Task details
Scan the entries below for the word "UserInfo", then copy each line that holds it.

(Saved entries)
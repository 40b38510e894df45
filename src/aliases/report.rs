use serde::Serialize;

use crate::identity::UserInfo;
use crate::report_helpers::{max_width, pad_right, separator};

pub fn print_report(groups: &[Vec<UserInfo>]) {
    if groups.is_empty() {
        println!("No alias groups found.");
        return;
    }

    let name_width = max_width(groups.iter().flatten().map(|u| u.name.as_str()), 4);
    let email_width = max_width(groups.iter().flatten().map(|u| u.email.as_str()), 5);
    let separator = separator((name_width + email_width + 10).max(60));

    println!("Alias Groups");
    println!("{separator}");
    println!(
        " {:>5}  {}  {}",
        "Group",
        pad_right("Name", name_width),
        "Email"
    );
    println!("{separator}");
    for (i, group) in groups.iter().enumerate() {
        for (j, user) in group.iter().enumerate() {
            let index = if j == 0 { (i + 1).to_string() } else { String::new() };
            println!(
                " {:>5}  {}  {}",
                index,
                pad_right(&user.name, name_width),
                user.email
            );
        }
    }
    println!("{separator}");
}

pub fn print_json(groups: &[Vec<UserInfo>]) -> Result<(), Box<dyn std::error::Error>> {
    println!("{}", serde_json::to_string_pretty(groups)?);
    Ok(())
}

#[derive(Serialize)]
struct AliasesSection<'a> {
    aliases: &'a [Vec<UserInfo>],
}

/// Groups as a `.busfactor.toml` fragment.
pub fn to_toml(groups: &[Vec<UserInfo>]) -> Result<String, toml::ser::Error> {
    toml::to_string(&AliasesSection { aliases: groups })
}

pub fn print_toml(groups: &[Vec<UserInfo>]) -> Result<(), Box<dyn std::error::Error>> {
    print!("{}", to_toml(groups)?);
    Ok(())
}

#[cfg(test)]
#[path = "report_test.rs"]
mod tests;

--

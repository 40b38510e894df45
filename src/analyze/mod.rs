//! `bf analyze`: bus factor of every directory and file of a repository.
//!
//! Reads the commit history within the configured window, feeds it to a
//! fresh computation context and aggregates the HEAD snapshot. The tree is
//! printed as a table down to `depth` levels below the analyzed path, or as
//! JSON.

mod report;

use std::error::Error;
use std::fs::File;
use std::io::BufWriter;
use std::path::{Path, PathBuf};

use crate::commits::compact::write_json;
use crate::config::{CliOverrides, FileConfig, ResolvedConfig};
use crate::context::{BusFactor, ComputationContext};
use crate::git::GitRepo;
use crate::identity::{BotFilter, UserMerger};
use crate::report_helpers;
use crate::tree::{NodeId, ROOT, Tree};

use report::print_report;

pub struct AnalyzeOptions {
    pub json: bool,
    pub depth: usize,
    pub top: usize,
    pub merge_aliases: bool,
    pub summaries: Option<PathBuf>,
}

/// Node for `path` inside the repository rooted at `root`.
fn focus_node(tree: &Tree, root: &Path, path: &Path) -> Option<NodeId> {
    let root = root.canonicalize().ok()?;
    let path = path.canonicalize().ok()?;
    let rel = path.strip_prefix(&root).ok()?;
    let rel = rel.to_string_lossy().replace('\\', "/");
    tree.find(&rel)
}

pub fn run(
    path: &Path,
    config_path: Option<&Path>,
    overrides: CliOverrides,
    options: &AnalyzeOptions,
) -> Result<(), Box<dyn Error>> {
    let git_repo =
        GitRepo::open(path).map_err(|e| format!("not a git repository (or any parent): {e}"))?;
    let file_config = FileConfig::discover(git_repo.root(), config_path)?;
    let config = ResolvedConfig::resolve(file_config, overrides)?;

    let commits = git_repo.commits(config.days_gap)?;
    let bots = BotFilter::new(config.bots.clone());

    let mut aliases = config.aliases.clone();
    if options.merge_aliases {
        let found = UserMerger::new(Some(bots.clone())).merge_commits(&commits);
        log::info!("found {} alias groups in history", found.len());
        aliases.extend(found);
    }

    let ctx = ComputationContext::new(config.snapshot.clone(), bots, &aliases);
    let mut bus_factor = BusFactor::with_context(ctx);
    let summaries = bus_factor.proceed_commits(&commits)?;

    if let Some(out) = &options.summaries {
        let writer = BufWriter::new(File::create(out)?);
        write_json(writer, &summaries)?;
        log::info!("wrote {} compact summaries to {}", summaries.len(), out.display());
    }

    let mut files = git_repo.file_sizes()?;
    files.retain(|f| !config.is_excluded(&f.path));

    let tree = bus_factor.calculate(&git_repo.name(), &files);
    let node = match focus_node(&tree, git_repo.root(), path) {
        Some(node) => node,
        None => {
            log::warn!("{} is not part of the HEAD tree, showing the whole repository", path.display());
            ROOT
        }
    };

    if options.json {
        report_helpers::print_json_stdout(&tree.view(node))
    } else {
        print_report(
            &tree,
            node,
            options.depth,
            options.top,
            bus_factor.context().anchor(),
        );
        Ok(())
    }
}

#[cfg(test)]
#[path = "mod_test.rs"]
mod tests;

Response area
use crate::identity::UserInfo;
pub fn print_report(groups: &[Vec<UserInfo>]) {
pub fn print_json(groups: &[Vec<UserInfo>]) -> Result<(), Box<dyn std::error::Error>> {
    aliases: &'a [Vec<UserInfo>],
pub fn to_toml(groups: &[Vec<UserInfo>]) -> Result<String, toml::ser::Error> {
pub fn print_toml(groups: &[Vec<UserInfo>]) -> Result<(), Box<dyn std::error::Error>> {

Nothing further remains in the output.